The drop in land values, which are about half what they were after the peak of Japan’s bubble economy in the 1980s, may ease further, helped by demand before a planned consumption tax increase, the nation’s first since 1997. Japan’s government expanded rebates for homebuyers in 2009 to boost sales, giving a 10-year tax break on properties bought before 2014.
“The recovery trend in land prices has become clearer,” said Masanobu Komoda, the president of Mitsui Fudosan Co., Japan’s largest developer by sales. “As the government plans to increase the consumption tax, we would like to see additional measures to support and boost housing demand.”

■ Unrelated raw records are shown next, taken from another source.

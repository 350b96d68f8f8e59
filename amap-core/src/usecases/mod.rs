mod clear_geocache;
mod error;
mod prefill_from_cache;
mod resolve_batch;
mod should_resolve;

#[cfg(test)]
pub mod tests;

pub use self::{
    clear_geocache::*, error::Error, prefill_from_cache::*, resolve_batch::*, should_resolve::*,
};

mod prelude {
    pub use super::error::Error;
    pub type Result<T> = std::result::Result<T, Error>;
    pub use crate::{entities::*, repositories::*};
}
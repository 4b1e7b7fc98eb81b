//! Authenticated user extractor

use std::sync::Arc;

use axum::extract::FromRequestParts;
use http::request::Parts;
use shared::AppError;

use crate::rbac::{DataScope, PermissionSnapshot};

/// Authenticated caller, injected by the auth middleware
///
/// Handlers take it as an extractor:
///
/// ```ignore
/// async fn handler(user: CurrentUser) -> AppResult<Json<...>> {
///     if user.has_permission("sys:user:list") { ... }
/// }
/// ```
#[derive(Clone)]
pub struct CurrentUser {
    pub id: i64,
    pub username: String,
    pub dept_id: Option<i64>,
    pub superuser: bool,
    pub snapshot: Arc<PermissionSnapshot>,
}

impl CurrentUser {
    pub fn has_permission(&self, permission: &str) -> bool {
        self.snapshot.has_permission(permission)
    }

    pub fn scope(&self) -> &DataScope {
        &self.snapshot.scope
    }
}

impl<S: Send + Sync> FromRequestParts<S> for CurrentUser {
    type Rejection = AppError;

    async fn from_request_parts(parts: &mut Parts, _state: &S) -> Result<Self, Self::Rejection> {
        parts
            .extensions
            .get::<CurrentUser>()
            .cloned()
            .ok_or_else(AppError::not_authenticated)
    }
}
//! Shared types for the admin backend
//!
//! Error codes, the unified API response envelope and small utilities
//! used by every service crate.

pub mod error;
pub mod util;

// Re-exports
pub use error::{ApiResponse, AppError, AppResult, ErrorCategory, ErrorCode};
pub use http;
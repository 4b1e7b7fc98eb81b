//! Data scope model
//!
//! A role carries a [`ScopeMode`] describing which rows its holders may see.
//! Resolution combines the modes of all active roles into a single
//! [`DataScope`] that query code applies as a filter.

use std::collections::BTreeSet;

use serde::{Deserialize, Serialize};

/// Data scope mode as stored on a role
#[derive(Debug, Clone, Copy, PartialEq, Eq, Serialize, Deserialize)]
#[serde(rename_all = "snake_case")]
pub enum ScopeMode {
    /// All departments
    All,
    /// Own department and all descendants
    OwnAndBelow,
    /// Own department only
    Own,
    /// Only rows created by the user themselves
    SelfOnly,
    /// Explicit department list attached to the role
    Custom,
}

impl ScopeMode {
    /// Decode the database representation
    pub fn from_db(value: i16) -> Option<Self> {
        match value {
            0 => Some(Self::All),
            1 => Some(Self::OwnAndBelow),
            2 => Some(Self::Own),
            3 => Some(Self::SelfOnly),
            4 => Some(Self::Custom),
            _ => None,
        }
    }

    pub fn as_db(self) -> i16 {
        match self {
            Self::All => 0,
            Self::OwnAndBelow => 1,
            Self::Own => 2,
            Self::SelfOnly => 3,
            Self::Custom => 4,
        }
    }
}

/// Effective data scope after combining all active roles
///
/// Ordered from widest to narrowest. Combination is additive: any role
/// granting `All` wins, department grants union, and `SelfOnly` is the
/// floor when no role grants anything wider.
#[derive(Debug, Clone, PartialEq, Eq)]
pub enum DataScope {
    /// Unrestricted
    All,
    /// Restricted to a set of department ids
    Depts(BTreeSet<i64>),
    /// Restricted to rows owned by the user
    SelfOnly,
}

impl DataScope {
    /// Whether a row in `dept_id`, created by `creator_id`, is visible
    /// to `user_id` under this scope
    pub fn allows(&self, user_id: i64, creator_id: i64, dept_id: Option<i64>) -> bool {
        match self {
            Self::All => true,
            Self::Depts(depts) => dept_id.is_some_and(|d| depts.contains(&d)),
            Self::SelfOnly => creator_id == user_id,
        }
    }

    /// The department ids this scope restricts to, if it is a department scope
    pub fn dept_ids(&self) -> Option<&BTreeSet<i64>> {
        match self {
            Self::Depts(depts) => Some(depts),
            _ => None,
        }
    }
}

#[cfg(test)]
mod tests {
    use super::*;

    #[test]
    fn test_scope_mode_db_roundtrip() {
        for mode in [
            ScopeMode::All,
            ScopeMode::OwnAndBelow,
            ScopeMode::Own,
            ScopeMode::SelfOnly,
            ScopeMode::Custom,
        ] {
            assert_eq!(ScopeMode::from_db(mode.as_db()), Some(mode));
        }
        assert_eq!(ScopeMode::from_db(99), None);
    }

    #[test]
    fn test_all_allows_everything() {
        assert!(DataScope::All.allows(1, 2, None));
        assert!(DataScope::All.allows(1, 2, Some(3)));
    }

    #[test]
    fn test_dept_scope() {
        let scope = DataScope::Depts(BTreeSet::from([10, 11]));
        assert!(scope.allows(1, 2, Some(10)));
        assert!(!scope.allows(1, 2, Some(12)));
        // Rows without a department are invisible under a department scope
        assert!(!scope.allows(1, 1, None));
    }

    #[test]
    fn test_self_only_scope() {
        assert!(DataScope::SelfOnly.allows(1, 1, Some(10)));
        assert!(!DataScope::SelfOnly.allows(1, 2, Some(10)));
    }
}
//! Admin server configuration

type BoxError = Box<dyn std::error::Error + Send + Sync>;

/// Admin server configuration
#[derive(Debug, Clone)]
pub struct Config {
    /// PostgreSQL connection URL
    pub database_url: String,
    /// HTTP port
    pub http_port: u16,
    /// Environment: development | staging | production
    pub environment: String,
    /// JWT signing secret (HS256)
    pub jwt_secret: String,
    /// Access token lifetime in minutes
    pub jwt_expiration_minutes: i64,
    /// Permission snapshot cache TTL in seconds
    pub perm_cache_ttl_secs: u64,
    /// Operation log queue capacity
    pub oplog_queue_capacity: usize,
    /// Operation log batch size per flush
    pub oplog_batch_size: usize,
    /// Operation log batch window in milliseconds
    pub oplog_batch_window_ms: u64,
    /// Record operation logs for 401/403 responses
    pub oplog_log_denied: bool,
    /// Path prefixes never captured by the operation log
    pub oplog_excluded_prefixes: Vec<String>,
    /// Body fields replaced with an unrecoverable mask
    pub oplog_masked_fields: Vec<String>,
    /// Body fields encrypted with the master key
    pub oplog_encrypted_fields: Vec<String>,
    /// Master key for sensitive field encryption, base64-encoded 32 bytes
    pub master_key_b64: String,
}

impl Config {
    /// Require a secret env var: must be set and non-empty in non-development environments.
    fn require_secret(name: &str, environment: &str) -> Result<String, BoxError> {
        let val = match std::env::var(name) {
            Ok(v) => v,
            Err(_) => {
                if environment != "development" {
                    return Err(format!("{name} must be set in {environment} environment").into());
                }
                format!("dev-{name}-not-for-production")
            }
        };
        if val.is_empty() && environment != "development" {
            return Err(format!("{name} must not be empty in {environment} environment").into());
        }
        Ok(val)
    }

    /// Comma-separated list env var with a default
    fn csv_list(name: &str, default: &[&str]) -> Vec<String> {
        match std::env::var(name) {
            Ok(v) => v
                .split(',')
                .map(str::trim)
                .filter(|s| !s.is_empty())
                .map(str::to_string)
                .collect(),
            Err(_) => default.iter().map(|s| s.to_string()).collect(),
        }
    }

    /// Load configuration from environment variables
    pub fn from_env() -> Result<Self, BoxError> {
        let environment = std::env::var("ENVIRONMENT").unwrap_or_else(|_| "development".into());

        Ok(Self {
            database_url: std::env::var("DATABASE_URL").map_err(|_| "DATABASE_URL must be set")?,
            http_port: std::env::var("HTTP_PORT")
                .ok()
                .and_then(|p| p.parse().ok())
                .unwrap_or(8080),
            jwt_secret: Self::require_secret("JWT_SECRET", &environment)?,
            jwt_expiration_minutes: std::env::var("JWT_EXPIRATION_MINUTES")
                .ok()
                .and_then(|s| s.parse().ok())
                .unwrap_or(1440),
            perm_cache_ttl_secs: std::env::var("PERM_CACHE_TTL_SECS")
                .ok()
                .and_then(|s| s.parse().ok())
                .unwrap_or(300),
            oplog_queue_capacity: std::env::var("OPLOG_QUEUE_CAPACITY")
                .ok()
                .and_then(|s| s.parse().ok())
                .unwrap_or(10_000),
            oplog_batch_size: std::env::var("OPLOG_BATCH_SIZE")
                .ok()
                .and_then(|s| s.parse().ok())
                .unwrap_or(100),
            oplog_batch_window_ms: std::env::var("OPLOG_BATCH_WINDOW_MS")
                .ok()
                .and_then(|s| s.parse().ok())
                .unwrap_or(1_000),
            oplog_log_denied: std::env::var("OPLOG_LOG_DENIED")
                .ok()
                .and_then(|s| s.parse().ok())
                .unwrap_or(true),
            oplog_excluded_prefixes: Self::csv_list(
                "OPLOG_EXCLUDED_PREFIXES",
                &["/api/v1/auth/login", "/api/v1/health"],
            ),
            oplog_masked_fields: Self::csv_list(
                "OPLOG_MASKED_FIELDS",
                &["password", "old_password", "new_password", "token", "secret"],
            ),
            oplog_encrypted_fields: Self::csv_list(
                "OPLOG_ENCRYPTED_FIELDS",
                &["phone", "email", "id_card"],
            ),
            master_key_b64: Self::require_secret("MASTER_KEY_B64", &environment)?,
            environment,
        })
    }
}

The drop in commercial land prices narrowed to 3.1 percent from 4 percent a year earlier, while the decrease in residential values slowed to 2.5 percent from 3.2 percent, the land ministry’s data showed.
Property acquisitions by Japan’s real estate investment trusts, known as J-REITs, have also supported prices. Assets bought by J-REITs expanded at the fastest pace in four years, rising 8.8 percent to 8.7 trillion yen ($111 billion) as of June 30 from a year earlier, according to Sumitomo Mitsui Trust Research Institute Co., a Tokyo-based consulting company.
Still, credit worthiness of Japanese real estate operating companies and J-REITs as well as commercial mortgage backed securities deals will remain weak in the medium term, Moody’s Japan K.K. said in a report, citing that cash flows from office buildings, which make up the majority of their portfolio will continue to decline.
“The demand for office buildings in Tokyo will remain lukewarm, owing to anemic economic growth, exacerbated by oversupply,” the rating company said in the report. “The latter will result from a build-up in inventory in 2012.”
The Topix Real Estate Index (TPREAL) dropped 1.9 percent as of 1:15 p.m. in Tokyo, while the Tokyo Stock Exchange REIT Index lost 0.1 percent.
Declines in prices in Tokyo, Osaka and Nagoya, the three major metropolitan areas, slowed to 1 percent, from a drop of 1.9 percent a year earlier, according to the report. Prices in rural districts slipped 3.4 percent from a 4 percent slump a year earlier.
The most expensive piece of commercial property remained in Tokyo’s Ginza shopping district, where land can cost as much as 19.7 million yen per square meter (10.76 square foot), the report showed. Tokyo’s Chiyoda ward, where the Imperial Palace is located, had the nation’s priciest residential land at 2.78 million yen per square meter.
Nationwide apartments put up for sale may increase for a third year, Real Estate Economic Institute Co. said in a report.
Household’s housing loans by private banks rose to 164.3 trillion yen in the three months ended in June, the highest since comparable data are available in the last quarter of 1997, according to a central bank report released today.
“We can see signs of a recovery in the property market,” said Keiji Kimura, the chairman of the Real Estate Companies Association of Japan as well as Mitsubishi Estate Co., the nation’s biggest developer by market value.
The Bank of Japan (8301) yesterday kept the benchmark interest rate between zero and 0.1 percent and unexpectedly expanded its asset-purchase fund by 10 trillion yen, seeking to counter an increasing danger of contraction in the world’s third-largest economy.
Parliament last month approved a doubling of the nation’s sales tax to 10 percent by 2015 to cope with swelling social welfare costs and slow the increase of the fiscal burden.
The tax increase may drive short-term demand while the outlook in the long run remains unclear, said Takashi Ishizawa, a Tokyo-based real estate analyst at Mizuho Securities Co.
“Demand for residential land will remain firm as home buyers rush to make their purchase prior to the tax increase,” said Ishizawa. “It is not clear how long that trend will continue.”